As presented in this work, the Berlekamp-Massey decoding algorithm exhibits the first required property. If also the second property, i.e., a side channel as feedback exists, then the following implementations of “Classic McEliece” are vulnerable to our attack: The NIST reference C implementation [9] which is based on the work of “McBits revisited” [13] and the implementation found in the project PQClean [20] which is included in several projects, e.g., the library from the Open Quantum Safe project [38]. The code-based scheme HQC [28] also uses the Berlekamp-Massey decoder and is attackable as well if a detectable difference is revealed when the decoding fails.

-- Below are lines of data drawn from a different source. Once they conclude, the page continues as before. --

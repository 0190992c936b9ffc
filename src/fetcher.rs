use async_trait::async_trait;
use tracing::{info, warn};

use crate::config::SiteSettings;
use crate::error::ScrapeError;

/// Retrieves the HTML of a search results page.
///
/// `Ok(None)` means no content came back; callers treat that as zero
/// results rather than an error.
#[async_trait]
pub trait PageFetcher: Send + Sync {
    async fn fetch(&self, term: &str) -> Result<Option<String>, ScrapeError>;
}

/// Plain HTTP GET against the site's search path. One attempt, no retry.
pub struct StaticFetcher {
    client: reqwest::Client,
    base_url: String,
}

impl StaticFetcher {
    pub fn new(site: &SiteSettings) -> anyhow::Result<Self> {
        let client = reqwest::Client::builder()
            .user_agent(site.user_agent.as_str())
            .build()?;
        Ok(Self {
            client,
            base_url: site.base_url.clone(),
        })
    }

    pub fn search_url(&self, term: &str) -> String {
        format!("{}/s?k={}", self.base_url, urlencoding::encode(term))
    }
}

#[async_trait]
impl PageFetcher for StaticFetcher {
    async fn fetch(&self, term: &str) -> Result<Option<String>, ScrapeError> {
        let url = self.search_url(term);
        let resp = match self.client.get(&url).send().await {
            Ok(resp) => resp,
            Err(e) => {
                warn!(url = %url, error = %e, "error fetching page");
                return Ok(None);
            }
        };

        let status = resp.status();
        info!(url = %url, status = status.as_u16(), "fetched search page");
        if !status.is_success() {
            warn!(url = %url, status = status.as_u16(), "search page returned non-success status");
            return Ok(None);
        }

        match resp.text().await {
            Ok(html) => Ok(Some(html)),
            Err(e) => {
                warn!(url = %url, error = %e, "error reading page body");
                Ok(None)
            }
        }
    }
}

#[cfg(test)]
mod tests {
    use super::*;
    use axum::{extract::Query, http::HeaderMap, http::StatusCode, routing::get, Router};
    use std::collections::HashMap;

    fn site(base_url: String) -> SiteSettings {
        SiteSettings {
            base_url,
            user_agent: "test-agent/1.0".to_string(),
        }
    }

    async fn serve(app: Router) -> String {
        let listener = tokio::net::TcpListener::bind("127.0.0.1:0").await.unwrap();
        let addr = listener.local_addr().unwrap();
        tokio::spawn(async move {
            axum::serve(listener, app).await.unwrap();
        });
        format!("http://{}", addr)
    }

    #[test]
    fn search_url_encodes_term() {
        let fetcher = StaticFetcher::new(&site("https://shop.example".into())).unwrap();
        assert_eq!(
            fetcher.search_url("Pencil Case & more"),
            "https://shop.example/s?k=Pencil%20Case%20%26%20more"
        );
    }

    #[tokio::test]
    async fn returns_body_with_query_and_user_agent() {
        let app = Router::new().route(
            "/s",
            get(|Query(q): Query<HashMap<String, String>>, headers: HeaderMap| async move {
                let agent = headers
                    .get("user-agent")
                    .and_then(|v| v.to_str().ok())
                    .unwrap_or_default()
                    .to_string();
                format!("k={} ua={}", q.get("k").cloned().unwrap_or_default(), agent)
            }),
        );
        let base = serve(app).await;

        let fetcher = StaticFetcher::new(&site(base)).unwrap();
        let body = fetcher.fetch("pencil case").await.unwrap();
        assert_eq!(body.as_deref(), Some("k=pencil case ua=test-agent/1.0"));
    }

    #[tokio::test]
    async fn non_success_status_is_no_content() {
        let app = Router::new().route("/s", get(|| async { (StatusCode::SERVICE_UNAVAILABLE, "blocked") }));
        let base = serve(app).await;

        let fetcher = StaticFetcher::new(&site(base)).unwrap();
        assert_eq!(fetcher.fetch("anything").await.unwrap(), None);
    }

    #[tokio::test]
    async fn unreachable_host_is_no_content() {
        // Bind then drop to get a port nothing listens on.
        let listener = tokio::net::TcpListener::bind("127.0.0.1:0").await.unwrap();
        let addr = listener.local_addr().unwrap();
        drop(listener);

        let fetcher = StaticFetcher::new(&site(format!("http://{}", addr))).unwrap();
        assert_eq!(fetcher.fetch("anything").await.unwrap(), None);
    }
}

Furthermore, the attack of Shoufan et al. in [36] can be improved using iterative chunking when exploiting the distinguishable behavior of the deployed Patterson’s decoder since it shows a timing side-channel information when the syndrome exceeds its decoding capacity.

Further open research questions are whether iterative chunking is applicable to rank-based schemes or if it can improve reaction attacks revealing the private key, as for example shown for CCA-secure lattice-based KEM schemes in [32].

6 Conclusion

In this paper, we showed that side-channel attacks on code-based cryptosystems can significantly be improved using our new iterative chunking approach and that the cost of an ISD attack can be significantly reduced when it is combined with this improved side-channel attack, revealing the plaintext of a given message.

If “Classic McEliece” is used as a basis for a KEM scheme in a key exchange, the plaintext is used to derive a session key even if the long-term decryption key is protected. Therefore, we suggest to research proper countermeasures against decryption leakage.